Analysts believe that the Global IPO market is expected to climb due to a number of factors including robust monetary policy of U.S. and Europe, normalization of business conditions and fundamental reforms (Ernst & Young (EY), 2016).
At the same time experts including the Central Bank of Russia researchers are convinced that the next step in development of the Russian economy is bound to equity financing. According the forecast by (Baker, McKenzie, & Oxford Economics, 2015) the Russian IPO market is expected to increase (Appendix2) despite the current economic challenges. Indeed, the holistic overview of the market from 2002-2015 demonstrates that 105 Russian companies went public, 55 of which were listed in Russia. In 2015 a number of companies have undergone an IPO process in Russia. "Novorossiksi kombinat hleboproduktov " and the leasing company “Europlan”, which is the part of the BIN group joined the Moscow Stock Exchange. Moreover, 8 IPOs are planned for 2016-2017.
However, in the process of IPO companies face a phenomenon known as IPO underpricing. IPO underpricing is usually measured as the percentage difference between the closing price on the first day of trading on the secondary market and the offer price. In other words, this means that the issuing company loses money, by receiving less funding it could potentially obtain if the issued shared were priced more fairly.
A considerable number of experts have increasingly admitted the significant role of non- financial determinants in the success of fund-raising activities. At the same time expert consensus is that the quality of corporate governance has become a considerable obstacle for attracting investment primarily for Russia given the current economic conditions. Notably, the global ratings agencies have embedded a methodology to assess the corporate governance practices of companies coming from emerging markets as part of improving the rating models. For example, Standard & Poor’s global rating agency pays attention on the ownership structure, shareholder rights’ protection, company’s affiliation history, company disclosure and, moreover, the efficiency of the board of directors. It follows that companies have to consider their corporate governance mechanisms along with traditional corporate performance to maximize the IPO proceeds.
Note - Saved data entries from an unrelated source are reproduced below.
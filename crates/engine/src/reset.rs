//! Destructive-reset ("fresh start") command generation.
//!
//! Queries the current remote state and produces the ordered deletion
//! sequence that reduces a project to a minimal baseline: one language, the
//! protected `404`/`home` routes, no assets, no components, no stray
//! translation keys, empty structures, empty stylesheet. Generation itself
//! performs only reads; the returned commands are prepended to the main
//! phase and executed there, where a 404 counts as "already absent".

use serde_json::{Value, json};
use tracing::{debug, warn};

use quicksite_types::Command;

use crate::executor::dispatch::{CommandDispatcher, DispatchOutcome};
use crate::executor::response_indicates_success;

/// Routes that survive a fresh start.
const PROTECTED_ROUTES: &[&str] = &["404", "home"];

/// Fallback default language when the language list cannot be read.
const FALLBACK_DEFAULT_LANG: &str = "en";

/// Generate the reset prefix from current remote state.
///
/// A state query that fails contributes no commands; the reset degrades to
/// the portions that could be computed rather than failing the batch.
pub async fn generate_reset_commands(dispatcher: &dyn CommandDispatcher) -> Vec<Command> {
    let mut commands = Vec::new();

    // Languages: delete everything except the default, then force
    // monolingual mode.
    let mut default_lang = FALLBACK_DEFAULT_LANG.to_string();
    if let Some(data) = query_state(dispatcher, "getLangList").await {
        if let Some(lang) = data.get("default_language").and_then(Value::as_str) {
            default_lang = lang.to_string();
        }
        let languages = data.get("languages").and_then(Value::as_array).cloned().unwrap_or_default();
        for language in languages.iter().filter_map(Value::as_str).filter(|code| *code != default_lang) {
            commands.push(Command::with_params("deleteLang", params(&[("code", json!(language))])));
        }
    }
    commands.push(Command::with_params("setMultilingual", params(&[("enabled", json!(false))])));

    // Routes: everything except the protected set. Longest first, so child
    // routes are deleted before their parents.
    if let Some(data) = query_state(dispatcher, "getRoutes").await {
        let mut routes: Vec<String> = data
            .get("flat_routes")
            .and_then(Value::as_array)
            .map(|list| list.iter().filter_map(Value::as_str).map(String::from).collect())
            .unwrap_or_default();
        routes.retain(|route| !PROTECTED_ROUTES.contains(&route.as_str()));
        routes.sort_by(|a, b| b.len().cmp(&a.len()));
        for route in routes {
            commands.push(Command::with_params("deleteRoute", params(&[("route", json!(route))])));
        }
    }

    // Assets: every file in every category.
    if let Some(data) = query_state(dispatcher, "listAssets").await {
        if let Some(categories) = data.get("assets").and_then(Value::as_object) {
            for (category, files) in categories {
                let files = files.as_array().cloned().unwrap_or_default();
                for file in files {
                    if let Some(filename) = file.get("filename").and_then(Value::as_str) {
                        commands.push(Command::with_params(
                            "deleteAsset",
                            params(&[("category", json!(category)), ("filename", json!(filename))]),
                        ));
                    }
                }
            }
        }
    }

    // Components: cleared by writing an empty structure.
    if let Some(data) = query_state(dispatcher, "listComponents").await {
        let components = data.get("components").and_then(Value::as_array).cloned().unwrap_or_default();
        debug!(count = components.len(), "components scheduled for removal");
        for component in components {
            if let Some(name) = component.get("name").and_then(Value::as_str) {
                commands.push(Command::with_params(
                    "editStructure",
                    params(&[("type", json!("component")), ("name", json!(name)), ("structure", json!([]))]),
                ));
            }
        }
    }

    // Translation keys for the default language only, keeping the 404 tree.
    if let Some(data) = query_state(dispatcher, "getTranslations").await {
        if let Some(keys) = data.pointer(&format!("/translations/{default_lang}")).and_then(Value::as_object) {
            let top_level: Vec<String> = keys.keys().filter(|key| key.as_str() != "404").cloned().collect();
            if !top_level.is_empty() {
                commands.push(Command::with_params(
                    "deleteTranslationKeys",
                    params(&[("language", json!(default_lang)), ("keys", json!(top_level))]),
                ));
            }
        }
    }

    // Structures: clear menu, footer, and the home page.
    commands.push(Command::with_params(
        "editStructure",
        params(&[("type", json!("menu")), ("structure", json!([]))]),
    ));
    commands.push(Command::with_params(
        "editStructure",
        params(&[("type", json!("footer")), ("structure", json!([]))]),
    ));
    commands.push(Command::with_params(
        "editStructure",
        params(&[("type", json!("page")), ("name", json!("home")), ("structure", json!([]))]),
    ));

    // Minimize the 404 page rather than deleting it.
    commands.push(Command::with_params(
        "editStructure",
        params(&[
            ("type", json!("page")),
            ("name", json!("404")),
            (
                "structure",
                json!([
                    { "tag": "section", "params": { "class": "error-page" }, "children": [
                        { "tag": "h1", "children": [{ "textKey": "404.pageNotFound" }] },
                        { "tag": "p", "children": [{ "textKey": "404.message" }] }
                    ]}
                ]),
            ),
        ]),
    ));

    // Clear the stylesheet last.
    commands.push(Command::with_params(
        "editStyles",
        params(&[("content", json!("/* Fresh Start - CSS cleared */\n"))]),
    ));

    commands
}

async fn query_state(dispatcher: &dyn CommandDispatcher, command_name: &str) -> Option<Value> {
    match dispatcher.dispatch(&Command::new(command_name)).await {
        DispatchOutcome::Response { status, body } if response_indicates_success(status, &body) => body.get("data").cloned(),
        DispatchOutcome::Response { status, .. } => {
            warn!(command = %command_name, status, "state query failed, skipping its reset commands");
            None
        }
        DispatchOutcome::Transport(error) => {
            warn!(command = %command_name, %error, "state query failed, skipping its reset commands");
            None
        }
        DispatchOutcome::Aborted => None,
    }
}

fn params(pairs: &[(&str, Value)]) -> serde_json::Map<String, Value> {
    pairs.iter().map(|(key, value)| (key.to_string(), value.clone())).collect()
}
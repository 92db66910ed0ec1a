//! Shared helpers for the QuickSite pipeline: log redaction, display
//! truncation, and HTTP response/path utilities.

use once_cell::sync::Lazy;
use regex::Regex;

pub mod http;

static REDACTION_PATTERNS: Lazy<Vec<Regex>> = Lazy::new(|| {
    [
        r"(?i)(authorization: bearer )([\w\-\.=:/+]+)",
        r"(?i)(authorization: )([\w\-\.=:/+]+)",
        r"(?i)([A-Z0-9_]*?(KEY|TOKEN|SECRET|PASSWORD))=([^\s]+)",
    ]
    .iter()
    .map(|pattern| Regex::new(pattern).expect("redaction pattern compiles"))
    .collect()
});

/// Redacts values that look like secrets in a string.
///
/// Applied to every raw request/response line before it reaches a log sink
/// or the terminal.
pub fn redact_sensitive(input: &str) -> String {
    let mut redacted = input.to_string();
    for re in REDACTION_PATTERNS.iter() {
        redacted = re
            .replace_all(&redacted, |caps: &regex::Captures| {
                let prefix = caps.get(1).map(|m| m.as_str()).unwrap_or("");
                format!("{}<redacted>", prefix)
            })
            .to_string();
    }
    redacted
}

/// Truncate text to `max_len` characters, appending an ellipsis when cut.
///
/// Operates on characters, not bytes, so multi-byte content never splits.
pub fn truncate_chars(text: &str, max_len: usize) -> String {
    let trimmed = text.trim();
    if trimmed.chars().count() <= max_len {
        return trimmed.to_string();
    }

    let target_len = max_len.saturating_sub(3);
    let mut truncated = String::new();
    for (idx, ch) in trimmed.chars().enumerate() {
        if idx >= target_len {
            break;
        }
        truncated.push(ch);
    }
    format!("{}...", truncated.trim_end())
}

#[cfg(test)]
mod tests {
    use super::*;

    #[test]
    fn redacts_bearer_tokens() {
        let line = "Authorization: Bearer qs_live_abc123.def";
        let redacted = redact_sensitive(line);
        assert!(!redacted.contains("qs_live_abc123"), "token must not survive: {redacted}");
        assert!(redacted.contains("<redacted>"));
    }

    #[test]
    fn redacts_env_style_secrets() {
        let redacted = redact_sensitive("QUICKSITE_API_TOKEN=supersecret other=ok");
        assert!(redacted.contains("QUICKSITE_API_TOKEN=<redacted>"));
        assert!(redacted.contains("other=ok"));
    }

    #[test]
    fn truncate_trims_and_truncates() {
        assert_eq!(truncate_chars(" short message ", 20), "short message");
        assert_eq!(truncate_chars("abcdefghij", 5), "ab...");
    }

    #[test]
    fn truncate_handles_multibyte() {
        let text = "café résumé naïveté over and over again";
        let out = truncate_chars(text, 10);
        assert!(out.ends_with("..."));
        assert!(out.chars().count() <= 10);
    }
}
//! Executor configuration.
//!
//! All ambient inputs — base URL, token, delays — are collected into one
//! struct injected at construction, instead of being read from globals at
//! each call site.

use std::time::Duration;

use quicksite_api::{ClientError, ManagementClient};

/// Settle delay applied after mutating phases, in milliseconds.
///
/// The management backend persists to flat files and offers no
/// read-after-write consistency signal; a fixed wait after a burst of
/// mutations is the only mechanism it supports.
pub const DEFAULT_SETTLE_DELAY_MS: u64 = 1500;

/// Pause between consecutive commands within a phase, in milliseconds.
pub const DEFAULT_INTER_COMMAND_DELAY_MS: u64 = 50;

/// Per-request client timeout, in seconds.
pub const DEFAULT_REQUEST_TIMEOUT_SECS: u64 = 30;

/// Explicit configuration for the batch executor.
#[derive(Debug, Clone)]
pub struct ExecutorConfig {
    /// Management API base URL, e.g. `https://mysite.example/management`.
    pub endpoint_base: String,
    /// Bearer token forwarded on every request.
    pub auth_token: String,
    /// Wait after a successful pre-phase, after a reset prefix, and before
    /// post-command resolution.
    pub settle_delay_ms: u64,
    /// Wait between consecutive commands in the main and post phases.
    pub inter_command_delay_ms: u64,
    /// Timeout applied to each individual request.
    pub request_timeout_secs: u64,
}

impl ExecutorConfig {
    pub fn new(endpoint_base: impl Into<String>, auth_token: impl Into<String>) -> Self {
        Self {
            endpoint_base: endpoint_base.into(),
            auth_token: auth_token.into(),
            settle_delay_ms: DEFAULT_SETTLE_DELAY_MS,
            inter_command_delay_ms: DEFAULT_INTER_COMMAND_DELAY_MS,
            request_timeout_secs: DEFAULT_REQUEST_TIMEOUT_SECS,
        }
    }

    pub fn settle_delay(&self) -> Duration {
        Duration::from_millis(self.settle_delay_ms)
    }

    pub fn inter_command_delay(&self) -> Duration {
        Duration::from_millis(self.inter_command_delay_ms)
    }

    /// Build the HTTP client this configuration describes.
    pub fn client(&self) -> Result<ManagementClient, ClientError> {
        ManagementClient::new(&self.endpoint_base, &self.auth_token, Duration::from_secs(self.request_timeout_secs))
    }
}
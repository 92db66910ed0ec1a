//! QuickSite management API client.
//!
//! A thin wrapper around a configured `reqwest::Client` for talking to a
//! QuickSite installation's `/management` endpoint. It covers:
//!
//! - Constructing an HTTP client with bearer authentication and JSON headers
//! - Validating the management base URL for safety
//! - Building requests with a consistent User-Agent
//! - Sending a request and returning the raw `(status, body)` pair
//!
//! The primary entry point is [`ManagementClient`]. Create an instance via
//! [`ManagementClient::new`] (or [`ManagementClient::from_env`]) and send
//! requests with [`ManagementClient::send`]. Response classification — what
//! counts as success, how non-JSON bodies are reported — is the executor's
//! concern, not the client's.

use std::env;
use std::time::Duration;

use reqwest::{Client, Method, RequestBuilder, Url, header};
use thiserror::Error;
use tracing::debug;

/// Environment variable holding the management base URL.
pub const API_BASE_ENV: &str = "QUICKSITE_API_BASE";
/// Environment variable holding the bearer token.
pub const API_TOKEN_ENV: &str = "QUICKSITE_API_TOKEN";

/// Hostnames allowed with any scheme for local development.
const LOCALHOST_DOMAINS: &[&str] = &["localhost", "127.0.0.1"];

/// Errors surfaced while building the client or sending a request.
#[derive(Debug, Error)]
pub enum ClientError {
    #[error("invalid management base URL '{base}': {reason}")]
    InvalidBaseUrl { base: String, reason: String },
    #[error("no authentication token; set {API_TOKEN_ENV} or pass one explicitly")]
    MissingToken,
    #[error("authentication token contains characters not valid in a header")]
    MalformedToken,
    #[error("could not build HTTP client: {0}")]
    Build(#[source] reqwest::Error),
    #[error("network error: {0}")]
    Transport(#[source] reqwest::Error),
}

/// Raw outcome of one management API call: the HTTP status line and the
/// unparsed body text.
#[derive(Debug, Clone)]
pub struct RawResponse {
    pub status: u16,
    pub body: String,
}

/// Thin wrapper around a configured `reqwest::Client` for management API
/// access.
#[derive(Debug, Clone)]
pub struct ManagementClient {
    base_url: String,
    http: Client,
    user_agent: String,
}

impl ManagementClient {
    /// Construct a client for an explicit base URL and bearer token.
    ///
    /// The base URL must be HTTPS unless it points at localhost. The token is
    /// installed as a default `Authorization: Bearer` header, alongside
    /// `Content-Type: application/json`.
    pub fn new(base_url: &str, auth_token: &str, timeout: Duration) -> Result<Self, ClientError> {
        if auth_token.trim().is_empty() {
            return Err(ClientError::MissingToken);
        }
        validate_base_url(base_url)?;

        let mut default_headers = header::HeaderMap::new();
        let bearer = format!("Bearer {}", auth_token);
        let auth_value = header::HeaderValue::from_str(&bearer).map_err(|_| ClientError::MalformedToken)?;
        default_headers.insert(header::AUTHORIZATION, auth_value);
        default_headers.insert(header::CONTENT_TYPE, header::HeaderValue::from_static("application/json"));
        default_headers.insert(header::ACCEPT, header::HeaderValue::from_static("application/json"));

        let http = Client::builder()
            .default_headers(default_headers)
            .timeout(timeout)
            .build()
            .map_err(ClientError::Build)?;

        Ok(Self {
            base_url: base_url.trim_end_matches('/').to_string(),
            http,
            user_agent: format!("quicksite-pipeline/0.1; {}", env::consts::OS),
        })
    }

    /// Construct a client from `QUICKSITE_API_BASE` and `QUICKSITE_API_TOKEN`.
    pub fn from_env(timeout: Duration) -> Result<Self, ClientError> {
        let base_url = env::var(API_BASE_ENV).map_err(|_| ClientError::InvalidBaseUrl {
            base: String::new(),
            reason: format!("{API_BASE_ENV} is not set"),
        })?;
        let token = env::var(API_TOKEN_ENV).map_err(|_| ClientError::MissingToken)?;
        Self::new(&base_url, &token, timeout)
    }

    /// The validated base URL this client targets.
    pub fn base_url(&self) -> &str {
        &self.base_url
    }

    /// Build a `reqwest::RequestBuilder` for a method and API-relative path.
    pub fn request(&self, method: Method, path: &str) -> RequestBuilder {
        let url = format!("{}{}", self.base_url, path);
        debug!(%url, %method, "building request");

        self.http.request(method, url).header(header::USER_AGENT, &self.user_agent)
    }

    /// Send a request and collect the raw status + body text.
    ///
    /// Only transport failures are errors here; any HTTP status comes back
    /// in [`RawResponse`] for the caller to classify.
    pub async fn send(&self, method: Method, path: &str, body: Option<&serde_json::Value>) -> Result<RawResponse, ClientError> {
        let mut builder = self.request(method, path);
        if let Some(json_body) = body {
            builder = builder.json(json_body);
        }

        let response = builder.send().await.map_err(ClientError::Transport)?;
        let status = response.status().as_u16();
        let body = response.text().await.map_err(ClientError::Transport)?;
        Ok(RawResponse { status, body })
    }
}

/// Validate that a base URL is acceptable for use by the client.
///
/// Rules:
/// - `localhost` or `127.0.0.1`: any scheme is allowed
/// - otherwise: scheme must be HTTPS
fn validate_base_url(base: &str) -> Result<(), ClientError> {
    let parsed = Url::parse(base).map_err(|e| ClientError::InvalidBaseUrl {
        base: base.to_string(),
        reason: e.to_string(),
    })?;

    let host_name = parsed.host_str().ok_or_else(|| ClientError::InvalidBaseUrl {
        base: base.to_string(),
        reason: "URL must include a host".into(),
    })?;

    if LOCALHOST_DOMAINS.iter().any(|&allowed| host_name.eq_ignore_ascii_case(allowed)) {
        return Ok(());
    }

    if parsed.scheme() != "https" {
        return Err(ClientError::InvalidBaseUrl {
            base: base.to_string(),
            reason: format!("non-localhost hosts must use https, got '{}://'", parsed.scheme()),
        });
    }

    Ok(())
}

#[cfg(test)]
mod tests {
    use super::*;

    #[test]
    fn accepts_localhost_http() {
        assert!(validate_base_url("http://localhost:8080/management").is_ok());
        assert!(validate_base_url("http://127.0.0.1/management").is_ok());
    }

    #[test]
    fn rejects_plain_http_for_remote_hosts() {
        let err = validate_base_url("http://example.com/management").expect_err("http remote must fail");
        assert!(matches!(err, ClientError::InvalidBaseUrl { .. }));
    }

    #[test]
    fn accepts_https_remote_hosts() {
        assert!(validate_base_url("https://mysite.example/management").is_ok());
    }

    #[test]
    fn rejects_url_without_host() {
        assert!(validate_base_url("file:///etc/passwd").is_err());
    }

    #[test]
    fn client_requires_token() {
        let err = ManagementClient::new("http://localhost/management", "  ", Duration::from_secs(5)).expect_err("blank token");
        assert!(matches!(err, ClientError::MissingToken));
    }

    #[test]
    fn client_strips_trailing_slash() {
        let client = ManagementClient::new("http://localhost/management/", "tok", Duration::from_secs(5)).expect("client builds");
        assert_eq!(client.base_url(), "http://localhost/management");
    }

    #[test]
    fn rejects_token_with_control_characters() {
        let err = ManagementClient::new("http://localhost/management", "bad\ntoken", Duration::from_secs(5)).expect_err("newline token");
        assert!(matches!(err, ClientError::MalformedToken));
    }
}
Over the past several years, the importance of the board as a key internal control body and as a supervisor of strategic deals has grown over the past several years (Appendix 1). Moreover, an increasing number of the directors are convinced that the improvement of the quality of the corporate governance can increase investment attractiveness of their companies. In 2015 a number of major corporations such as Gazprom, Alrosa, VTB have attracted independent agencies to assess the efficiency of their board of directors. Moreover, the new Code of Corporate Conduct 2014, a document containing a cornerstone set of principles of corporate governance for Russian companies, recommends that corporation should asses the balance of professional experience, expertise and independency of its members to boost their strategic agility stimulate growth.
The academic literature traditionally covers the topic of IPO underpricing in relation to to financial and operational performance of the company. Only few works are dedicated to the research of the relationship between underpricing and corporate governance. At the same time, it has been argued that the board structure and the characteristics of members of the board influence the perception of the investors, and thus are associated with underpricing.
The unique context of corporate governance system in Russia combined with growth prospects of the IPO market makes the research on relationship between underpricing and corporate governance a very attractive field.
Thus, the primary subject of the master thesis is IPO underpricing.
The aim of this paper is to analyze the relationship between the board composition and the level of IPO underpricing of the Russian. The paper is an empirical research paper.
To achieve the goal the research paper has the following objectives:
1. Define the phenomenon and provide background of IPO underpricing
2. Identify factors attributed to board composition, which are associated with IPO underpricing based on the academic literature review.
3. Provide evidence of the relationship between IPO underpricing and the key identified factors
4. Conduct an empirical study of the relationship between the identified factors and the level of the IPO underpricing
5. Analyze the results of the empirical study and draw conclusions
Analysts believe that the Global IPO market is expected to climb due to a number of factors including robust monetary policy of U.S. and Europe, normalization of business conditions and fundamental reforms (Ernst & Young (EY), 2016).
At the same time experts including the Central Bank of Russia researchers are convinced that the next step in development of the Russian economy is bound to equity financing. According the forecast by (Baker, McKenzie, & Oxford Economics, 2015) the Russian IPO market is expected to increase (Appendix2) despite the current economic challenges. Indeed, the holistic overview of the market from 2002-2015 demonstrates that 105 Russian companies went public, 55 of which were listed in Russia. In 2015 a number of companies have undergone an IPO process in Russia. "Novorossiksi kombinat hleboproduktov " and the leasing company “Europlan”, which is the part of the BIN group joined the Moscow Stock Exchange. Moreover, 8 IPOs are planned for 2016-2017.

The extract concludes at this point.